- **Activity**
A single number is all that's needed: how many lines in the data contain the string "static".

Stored data entries
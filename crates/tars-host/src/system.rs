//! Metrics, process and network collaborators backed by `sysinfo`.
//!
//! `sysinfo` calls block, so every operation runs on the blocking pool.

use std::collections::{BTreeMap, HashSet};
use std::path::Path;
use std::sync::Arc;
use std::time::Duration;

use async_trait::async_trait;
use parking_lot::Mutex;
use sysinfo::{Disks, Networks, Pid, ProcessesToUpdate, Signal, System, Users};
use tars_settings::HostSettings;
use tracing::{debug, warn};

use crate::errors::{HostError, Result};
use crate::traits::{MetricsSource, NetworkSource, ProcessControl};
use crate::types::{
    NetworkStats, ProcessInfo, ProcessNetwork, SystemInfo, SystemMetrics, Usage,
};

/// Hard cap on how many processes are examined per listing.
pub const MAX_SCANNED_PROCESSES: usize = 2000;
/// Command lines longer than this are truncated.
pub const MAX_CMD_CHARS: usize = 100;
/// Listings up to this size mix the top CPU and top memory consumers.
pub const BALANCED_LIMIT: usize = 20;
const BALANCED_SHARE: usize = 10;

const KILL_POLL_INTERVAL: Duration = Duration::from_millis(100);

/// Host collaborator reading the local machine through `sysinfo`.
pub struct SysinfoHost {
    system: Arc<Mutex<System>>,
    kill_grace: Duration,
}

impl SysinfoHost {
    /// Build from host settings.
    pub fn new(settings: &HostSettings) -> Self {
        Self {
            system: Arc::new(Mutex::new(System::new_all())),
            kill_grace: Duration::from_secs(settings.kill_grace_secs),
        }
    }

    async fn blocking<T, F>(&self, f: F) -> Result<T>
    where
        T: Send + 'static,
        F: FnOnce(&mut System) -> Result<T> + Send + 'static,
    {
        let system = self.system.clone();
        tokio::task::spawn_blocking(move || f(&mut system.lock()))
            .await
            .map_err(|e| HostError::Other(format!("host query panicked: {e}")))?
    }
}

#[async_trait]
impl MetricsSource for SysinfoHost {
    async fn system_info(&self) -> Result<SystemInfo> {
        self.blocking(|sys| {
            sys.refresh_memory();
            let name = System::name().unwrap_or_else(|| "unknown".into());
            let kernel = System::kernel_version().unwrap_or_else(|| "unknown".into());
            Ok(SystemInfo {
                hostname: System::host_name().unwrap_or_else(|| "unknown".into()),
                os: format!("{name} {kernel}"),
                uptime_seconds: System::uptime(),
                cpu_count: sys.cpus().len(),
                total_memory_bytes: sys.total_memory(),
                kernel,
            })
        })
        .await
    }

    async fn metrics(&self) -> Result<SystemMetrics> {
        self.blocking(|sys| {
            sys.refresh_cpu_usage();
            std::thread::sleep(sysinfo::MINIMUM_CPU_UPDATE_INTERVAL);
            sys.refresh_cpu_usage();
            sys.refresh_memory();

            let total = sys.total_memory();
            let memory = Usage {
                total,
                used: total.saturating_sub(sys.available_memory()),
            };
            Ok(SystemMetrics {
                cpu_percent: sys.global_cpu_usage(),
                memory,
                disk: root_disk_usage(),
            })
        })
        .await
    }
}

fn root_disk_usage() -> Usage {
    let disks = Disks::new_with_refreshed_list();
    disks
        .list()
        .iter()
        .find(|d| d.mount_point() == Path::new("/"))
        .or_else(|| disks.list().first())
        .map(|d| Usage {
            total: d.total_space(),
            used: d.total_space().saturating_sub(d.available_space()),
        })
        .unwrap_or_default()
}

#[async_trait]
impl ProcessControl for SysinfoHost {
    async fn list_processes(&self, limit: usize) -> Vec<ProcessInfo> {
        let scanned = self
            .blocking(|sys| {
                let _ = sys.refresh_processes(ProcessesToUpdate::All, true);
                std::thread::sleep(sysinfo::MINIMUM_CPU_UPDATE_INTERVAL);
                let _ = sys.refresh_processes(ProcessesToUpdate::All, true);
                Ok(scan_processes(sys))
            })
            .await;
        match scanned {
            Ok(all) => select_processes(all, limit),
            Err(e) => {
                warn!(error = %e, "process listing failed");
                Vec::new()
            }
        }
    }

    async fn kill_process(&self, pid: u32) -> Result<bool> {
        let target = Pid::from_u32(pid);
        self.blocking(move |sys| {
            let _ = sys.refresh_processes(ProcessesToUpdate::Some(&[target]), true);
            let process = sys
                .process(target)
                .ok_or_else(|| HostError::NotFound("Process not found".into()))?;
            let delivered = match process.kill_with(Signal::Term) {
                Some(sent) => sent,
                // SIGTERM unsupported on this platform
                None => process.kill(),
            };
            if delivered {
                Ok(())
            } else {
                Err(HostError::PermissionDenied(
                    "Permission denied to kill process".into(),
                ))
            }
        })
        .await?;
        debug!(pid, "sent SIGTERM");

        let deadline = tokio::time::Instant::now() + self.kill_grace;
        while tokio::time::Instant::now() < deadline {
            tokio::time::sleep(KILL_POLL_INTERVAL).await;
            let alive = self
                .blocking(move |sys| {
                    let _ = sys.refresh_processes(ProcessesToUpdate::Some(&[target]), true);
                    Ok(sys.process(target).is_some())
                })
                .await?;
            if !alive {
                return Ok(true);
            }
        }

        warn!(pid, grace_secs = self.kill_grace.as_secs(), "process ignored SIGTERM, killing");
        self.blocking(move |sys| {
            let _ = sys.refresh_processes(ProcessesToUpdate::Some(&[target]), true);
            Ok(sys.process(target).is_none_or(sysinfo::Process::kill))
        })
        .await
    }
}

fn scan_processes(sys: &System) -> Vec<ProcessInfo> {
    let users = Users::new_with_refreshed_list();
    sys.processes()
        .values()
        .take(MAX_SCANNED_PROCESSES)
        .map(|p| {
            let argv: Vec<String> = p
                .cmd()
                .iter()
                .map(|a| a.to_string_lossy().into_owned())
                .collect();
            let cmd = if argv.is_empty() {
                p.name().to_string_lossy().into_owned()
            } else {
                argv.join(" ")
            };
            let user = p
                .user_id()
                .and_then(|uid| users.get_user_by_id(uid))
                .map_or_else(|| "unknown".to_string(), |u| u.name().to_string());
            ProcessInfo {
                pid: p.pid().as_u32(),
                user,
                cmd: truncate_cmd(&cmd),
                cpu_percent: p.cpu_usage(),
                mem_bytes: p.memory(),
            }
        })
        .collect()
}

/// Truncate a command line to [`MAX_CMD_CHARS`] characters.
pub fn truncate_cmd(cmd: &str) -> String {
    if cmd.is_empty() {
        return "unknown".into();
    }
    cmd.chars().take(MAX_CMD_CHARS).collect()
}

/// Pick the processes to report.
///
/// Up to [`BALANCED_LIMIT`], the result interleaves the top CPU consumers
/// with the top memory consumers (CPU first, duplicates dropped). Above it,
/// the result is simply the top `limit` by CPU.
pub fn select_processes(mut all: Vec<ProcessInfo>, limit: usize) -> Vec<ProcessInfo> {
    all.sort_by(|a, b| b.cpu_percent.total_cmp(&a.cpu_percent));
    if limit > BALANCED_LIMIT {
        all.truncate(limit);
        return all;
    }

    let mut by_mem: Vec<&ProcessInfo> = all.iter().collect();
    by_mem.sort_by(|a, b| b.mem_bytes.cmp(&a.mem_bytes));

    let mut seen = HashSet::new();
    let mut picked = Vec::with_capacity(limit);
    for p in all
        .iter()
        .take(BALANCED_SHARE)
        .chain(by_mem.into_iter().take(BALANCED_SHARE))
    {
        if picked.len() >= limit {
            break;
        }
        if seen.insert(p.pid) {
            picked.push(p.clone());
        }
    }
    picked
}

#[async_trait]
impl NetworkSource for SysinfoHost {
    async fn network_stats(&self) -> Result<NetworkStats> {
        self.blocking(|_| {
            let networks = Networks::new_with_refreshed_list();
            let (sent, recv) = networks
                .list()
                .values()
                .fold((0u64, 0u64), |(s, r), data| {
                    (s + data.total_transmitted(), r + data.total_received())
                });
            Ok(NetworkStats {
                total_bytes_sent: sent,
                total_bytes_recv: recv,
                process_network: process_sockets(),
            })
        })
        .await
    }
}

/// Open sockets per pid, from `/proc/<pid>/fd`.
#[cfg(target_os = "linux")]
fn process_sockets() -> BTreeMap<u32, ProcessNetwork> {
    let mut map = BTreeMap::new();
    let Ok(entries) = std::fs::read_dir("/proc") else {
        return map;
    };
    for entry in entries.flatten() {
        let Some(pid) = entry.file_name().to_str().and_then(|s| s.parse::<u32>().ok()) else {
            continue;
        };
        // unreadable for other users' processes without privileges
        let Ok(fds) = std::fs::read_dir(entry.path().join("fd")) else {
            continue;
        };
        let connections = fds
            .flatten()
            .filter(|fd| {
                std::fs::read_link(fd.path())
                    .is_ok_and(|target| target.to_string_lossy().starts_with("socket:"))
            })
            .count();
        if connections > 0 {
            let _ = map.insert(
                pid,
                ProcessNetwork {
                    connections,
                    ..ProcessNetwork::default()
                },
            );
        }
    }
    map
}

#[cfg(not(target_os = "linux"))]
fn process_sockets() -> BTreeMap<u32, ProcessNetwork> {
    BTreeMap::new()
}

- **Task result**
2